Dünya Prömiyerini Berlin Film Festivali’nde yapan Inside, ünlü bir koleksiyoncunun çatı katında mahsur kalan bir sanat hırsızına odaklanan klostrofobik bir psikolojik gerilim filmi. Willem Dafoe’nun kusursuz bir performans sergilediğine süphe duymadığım filmin gösterimi, festivalin iki günü film ekibinin katılımıyla gerçekleşecek.

7) RHEINGOLD (REN ALTINI)

rheingold

Fatih Akın sineması sevenler için iyi haber: Yönetmen, “Çektiğim en zor film” diyerek bahsettiği ve babasına ithaf ettiği; Kürtçe’de tehlike anlamına gelen “Xatar” sahne isimli Kürt rap sanatçısı Giwar Hajabi’nin hikayesini anlattığı Rheingold filmiyle festivalde. Senaryosu, Xatar’ın otobiyografik romanına dayanan bu filmde Irak hapishanelerinden Gettolara, Müzik tutkusundan Almanyanın uyuşturucu çetelerine kadar pek çok şeyi Fatih Akın’ın gözüyle izleyeceğiz.

8) COPENHAGEN DOES NOT EXIST / KØBENHAVN FINDES IKKE (KOPENHAG DİYE BİR YER YOK)

Copenhagen-Does-Not-Exist

Terje Holtet Larsen’in Sander adlı romanından uyarlanan bu filmin senaryosu, Joachim Trier ile iş birliğiyle tanınan; Oslo 31 August, Reprise, Worst Person in the World, Thelma gibi filmlere imza atan başarılı yönetmen Eskil Vogt tarafından kaleme alınırken, yönetmen koltuğunda Martin Skovbjerg oturuyor. Dünya prömiyerini Rotterdam Film Festivalinin ana yarışmasında yapan film, World War III gibi İstanbul Film Festivalinin “Uluslararası Yarışma” bölümünde yer alıyor.

Yönetmen filmini, ““radikal ve trajik bir aşk öyküsü. Aşkın özgürleştirici potansiyeli ve yıkıcı gücü hakkında şiirsel, canlı, çağdaş bir hikâye” şeklinde tanımlıyor.

9)  LA SYNDICALISTE / THE SITTING DUCK (SENDİKACI)

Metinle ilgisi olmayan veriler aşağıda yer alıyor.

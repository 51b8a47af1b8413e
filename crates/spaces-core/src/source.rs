//! The block source contract consumed by the sync driver.

use std::sync::Arc;

use async_trait::async_trait;

use crate::error::IndexerError;
use crate::types::{Block, Transaction};

/// Read-only access to blocks and their protocol-relevant transactions.
///
/// Implementations wrap the node and protocol-service clients; errors are
/// reported as [`IndexerError::Fetch`] and stop the current run.
#[async_trait]
pub trait BlockSource: Send + Sync {
    /// Height of the current chain tip.
    async fn tip_height(&self) -> Result<u64, IndexerError>;

    /// The block header at `height`.
    async fn block_at(&self, height: u64) -> Result<Block, IndexerError>;

    /// Transactions in the block that carry protocol data (may be empty).
    async fn relevant_transactions(&self, block_hash: &str)
        -> Result<Vec<Transaction>, IndexerError>;
}

#[async_trait]
impl<T: BlockSource + ?Sized> BlockSource for Arc<T> {
    async fn tip_height(&self) -> Result<u64, IndexerError> {
        (**self).tip_height().await
    }

    async fn block_at(&self, height: u64) -> Result<Block, IndexerError> {
        (**self).block_at(height).await
    }

    async fn relevant_transactions(
        &self,
        block_hash: &str,
    ) -> Result<Vec<Transaction>, IndexerError> {
        (**self).relevant_transactions(block_hash).await
    }
}
//! Checked conversions between `u64` values and signed integer columns.

use spaces_core::error::IndexerError;

/// Value to bind into a BIGINT / INTEGER column.
pub(crate) fn to_i64(field: &str, value: u64) -> Result<i64, IndexerError> {
    i64::try_from(value)
        .map_err(|_| IndexerError::Storage(format!("{field} {value} exceeds the column range")))
}

/// Optional variant of [`to_i64`].
pub(crate) fn opt_to_i64(field: &str, value: Option<u64>) -> Result<Option<i64>, IndexerError> {
    value.map(|v| to_i64(field, v)).transpose()
}

/// Value read back from a signed column. Negative values are corrupt rows.
pub(crate) fn to_u64(field: &str, value: i64) -> Result<u64, IndexerError> {
    u64::try_from(value)
        .map_err(|_| IndexerError::Storage(format!("{field} column holds negative value {value}")))
}

pub(crate) fn opt_to_u64(field: &str, value: Option<i64>) -> Result<Option<u64>, IndexerError> {
    value.map(|v| to_u64(field, v)).transpose()
}

#[cfg(test)]
mod tests {
    use super::*;

    #[test]
    fn values_beyond_i64_are_rejected() {
        assert_eq!(to_i64("height", 42).unwrap(), 42);
        assert_eq!(to_i64("height", i64::MAX as u64).unwrap(), i64::MAX);
        let err = to_i64("bid_amount", u64::MAX).unwrap_err();
        assert!(err.to_string().contains("bid_amount"));
        assert_eq!(opt_to_i64("bid_amount", None).unwrap(), None);
    }

    #[test]
    fn negative_columns_are_rejected() {
        assert_eq!(to_u64("end_height", 7).unwrap(), 7);
        assert!(to_u64("end_height", -1).is_err());
        assert!(opt_to_u64("bid_amount", Some(-5)).is_err());
        assert_eq!(opt_to_u64("bid_amount", None).unwrap(), None);
    }
}
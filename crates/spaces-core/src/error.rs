//! Error types for the spaces ingestion pipeline.

use thiserror::Error;

/// Errors that can occur during a sync pass.
#[derive(Debug, Error)]
pub enum IndexerError {
    /// A collaborator (node or protocol service) was unreachable or returned
    /// malformed data.
    #[error("Fetch error: {0}")]
    Fetch(String),

    #[error("Storage error: {0}")]
    Storage(String),

    /// A transfer-style output referenced a space that has never been seen.
    #[error("Unknown space '{name}' referenced by transfer in tx {txid}")]
    UnknownSpace { name: String, txid: String },

    #[error("Invalid protocol payload in tx {txid}: {reason}")]
    InvalidPayload { txid: String, reason: String },

    #[error("Configuration error: {0}")]
    Config(String),

    #[error("{0}")]
    Other(String),
}

impl IndexerError {
    /// Returns `true` for errors caused by protocol data that contradicts the
    /// lifecycle rules. These always abort the block being ingested.
    pub fn is_consistency(&self) -> bool {
        matches!(self, Self::UnknownSpace { .. } | Self::InvalidPayload { .. })
    }

    /// Returns `true` if the error came from a fetch collaborator.
    pub fn is_fetch(&self) -> bool {
        matches!(self, Self::Fetch(_))
    }
}

impl From<serde_json::Error> for IndexerError {
    fn from(e: serde_json::Error) -> Self {
        Self::Storage(format!("json: {e}"))
    }
}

k5rTcfGLPUxqRPF3e0KdCmBE6fl

Venedik Film Festivalinin Ufuklar bölümünde gösterilen bu politik&psikolojik gerilim film, Fransa’nın gizli nükleer anlaşmalarını sızdıran ve binlerce işçinin hakkını savunmak için siyasileri ve sektörü karşısına alan Maureen Kearney’in gerçek hikayesini konu ediniyor.

İşçilerin hakları için hayatı pahasına onur mücadelesi veren Maureen Kearney’e usta oyuncu Isabelle Huppert hayat veriyor.

10) FALCON LAKE

falcon lake

Bastien Vivès’in Une sœur adlı çizgi romanından esinlenen Falcon Lake, Festivalin “Genç Ustalar” bölümünde yarışacak. 16 mm çekilen film, yazları aileleriyle birlikte göl evinde kalan Chloé ve Bastien ekseninde bir aşk ve hayalet hikayesi olmasının yanı sıra, yönetmen Charlotte Le Bon’un ona Chicago’da En İyi Yeni Yönetmen ödülünü getiren ilk uzun metrajlı filmi.

“HOLLYWOOD’DA BİR ASİ: WILLIAM FRIEDKIN”

Yazının başında belirttiğim gibi, bu yıl Retrospektif bölümünde pek çok türde başyapıta imza atan William Friedkin var. Usta Yönetmenin, bu yıl 50.yılına giren ve Korku türünde efsaneleşmiş filmi The Exorcist başta olmak üzere; 12 Angry Men, The Boys in the Band, Cruising gibi filmlerini beyazperdede izleme şansımız olacak.

42. İstanbul Film Festivali bu yıl Kadıköy Sineması, Kadıköy Sinematek/Sinema Evi, Fransız Kültür Merkezi, Beyoğlu Atlas 1948, Cinewam City’s 7 ve Cinewam City’s 3 olmak üzere altı salonda seyirciyle buluşacak.